The data Block Start

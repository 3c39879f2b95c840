use std::time::{Duration, Instant};

use image::ImageFormat;
use reqwest::Client;
use tracing::info;
use url::Url;

/// A fetched and validated source image.
#[derive(Debug, Clone)]
pub struct SourceImage {
    pub bytes: Vec<u8>,
    pub format: ImageFormat,
    /// Time spent fetching and validating.
    pub elapsed: Duration,
}

/// Downloads the image a job will analyze.
pub struct ImageFetcher {
    http: Client,
    max_bytes: usize,
}

impl ImageFetcher {
    pub fn new(timeout: Duration, max_bytes: usize) -> Result<Self, InputError> {
        let http = Client::builder()
            .timeout(timeout)
            .build()
            .map_err(|e| InputError::Unreachable(e.to_string()))?;
        Ok(Self { http, max_bytes })
    }

    /// Fetch `image_url` and check that the payload is a supported image.
    pub async fn fetch(&self, image_url: &str) -> Result<SourceImage, InputError> {
        let start = Instant::now();

        let url = Url::parse(image_url).map_err(|e| InputError::InvalidUrl(e.to_string()))?;
        if !matches!(url.scheme(), "http" | "https") {
            return Err(InputError::InvalidUrl(format!(
                "unsupported scheme '{}'",
                url.scheme()
            )));
        }

        let mut response = self.http.get(url).send().await.map_err(|e| {
            if e.is_timeout() {
                InputError::Timeout
            } else {
                InputError::Unreachable(e.to_string())
            }
        })?;

        let status = response.status();
        if !status.is_success() {
            return Err(InputError::HttpStatus(status.as_u16()));
        }
        if response
            .content_length()
            .is_some_and(|len| len > self.max_bytes as u64)
        {
            return Err(InputError::TooLarge(self.max_bytes));
        }

        let mut bytes = Vec::new();
        while let Some(chunk) = response.chunk().await.map_err(|e| {
            if e.is_timeout() {
                InputError::Timeout
            } else {
                InputError::Unreachable(e.to_string())
            }
        })? {
            if exceeds_limit(bytes.len(), chunk.len(), self.max_bytes) {
                return Err(InputError::TooLarge(self.max_bytes));
            }
            bytes.extend_from_slice(&chunk);
        }
        if bytes.is_empty() {
            return Err(InputError::NotAnImage);
        }

        // Validate image format using the `image` crate
        let format = image::guess_format(&bytes).map_err(|_| InputError::NotAnImage)?;

        let elapsed = start.elapsed();
        info!(
            image_url,
            format = ?format,
            size_bytes = bytes.len(),
            elapsed_ms = elapsed.as_millis() as u64,
            "Source image fetched"
        );

        Ok(SourceImage {
            bytes,
            format,
            elapsed,
        })
    }
}

fn exceeds_limit(received: usize, chunk: usize, max_bytes: usize) -> bool {
    received.saturating_add(chunk) > max_bytes
}

/// Problems with the submitted image; the job is never created.
#[derive(Debug, thiserror::Error)]
pub enum InputError {
    #[error("Invalid image_url: {0}")]
    InvalidUrl(String),

    #[error("Failed to fetch image_url: {0}")]
    Unreachable(String),

    #[error("Timed out fetching image_url")]
    Timeout,

    #[error("image_url returned HTTP {0}")]
    HttpStatus(u16),

    #[error("image_url did not return a supported image")]
    NotAnImage,

    #[error("Image exceeds the {0} byte limit")]
    TooLarge(usize),
}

The data Block End

Goal of the exercise:
Your job is to write out the data exactly as it stands.

Response box:
repository 3c39879f2b95c840
use std::time::{Duration, Instant};

use image::ImageFormat;
use reqwest::Client;
use tracing::info;
use url::Url;

/// A fetched and validated source image.
#[derive(Debug, Clone)]
pub struct SourceImage {
    pub bytes: Vec<u8>,
    pub format: ImageFormat,
    /// Time spent fetching and validating.
    pub elapsed: Duration,
}

/// Downloads the image a job will analyze.
pub struct ImageFetcher {
    http: Client,
    max_bytes: usize,
}

impl ImageFetcher {
    pub fn new(timeout: Duration, max_bytes: usize) -> Result<Self, InputError> {
        let http = Client::builder()
            .timeout(timeout)
            .build()
            .map_err(|e| InputError::Unreachable(e.to_string()))?;
        Ok(Self { http, max_bytes })
    }

    /// Fetch `image_url` and check that the payload is a supported image.
    pub async fn fetch(&self, image_url: &str) -> Result<SourceImage, InputError> {
        let start = Instant::now();

        let url = Url::parse(image_url).map_err(|e| InputError::InvalidUrl(e.to_string()))?;
        if !matches!(url.scheme(), "http" | "https") {
            return Err(InputError::InvalidUrl(format!(
                "unsupported scheme '{}'",
                url.scheme()
            )));
        }

        let mut response = self.http.get(url).send().await.map_err(|e| {
            if e.is_timeout() {
                InputError::Timeout
            } else {
                InputError::Unreachable(e.to_string())
            }
        })?;

        let status = response.status();
        if !status.is_success() {
            return Err(InputError::HttpStatus(status.as_u16()));
        }
        if response
            .content_length()
            .is_some_and(|len| len > self.max_bytes as u64)
        {
            return Err(InputError::TooLarge(self.max_bytes));
        }

        let mut bytes = Vec::new();
        while let Some(chunk) = response.chunk().await.map_err(|e| {
            if e.is_timeout() {
                InputError::Timeout
            } else {
                InputError::Unreachable(e.to_string())
            }
        })? {
            if exceeds_limit(bytes.len(), chunk.len(), self.max_bytes) {
                return Err(InputError::TooLarge(self.max_bytes));
            }
            bytes.extend_from_slice(&chunk);
        }
        if bytes.is_empty() {
            return Err(InputError::NotAnImage);
        }

        // Validate image format using the `image` crate
        let format = image::guess_format(&bytes).map_err(|_| InputError::NotAnImage)?;

        let elapsed = start.elapsed();
        info!(
            image_url,
            format = ?format,
            size_bytes = bytes.len(),
            elapsed_ms = elapsed.as_millis() as u64,
            "Source image fetched"
        );

        Ok(SourceImage {
            bytes,
            format,
            elapsed,
        })
    }
}

fn exceeds_limit(received: usize, chunk: usize, max_bytes: usize) -> bool {
    received.saturating_add(chunk) > max_bytes
}

/// Problems with the submitted image; the job is never created.
#[derive(Debug, thiserror::Error)]
pub enum InputError {
    #[error("Invalid image_url: {0}")]
    InvalidUrl(String),

    #[error("Failed to fetch image_url: {0}")]
    Unreachable(String),

    #[error("Timed out fetching image_url")]
    Timeout,

    #[error("image_url returned HTTP {0}")]
    HttpStatus(u16),

    #[error("image_url did not return a supported image")]
    NotAnImage,

    #[error("Image exceeds the {0} byte limit")]
    TooLarge(usize),
}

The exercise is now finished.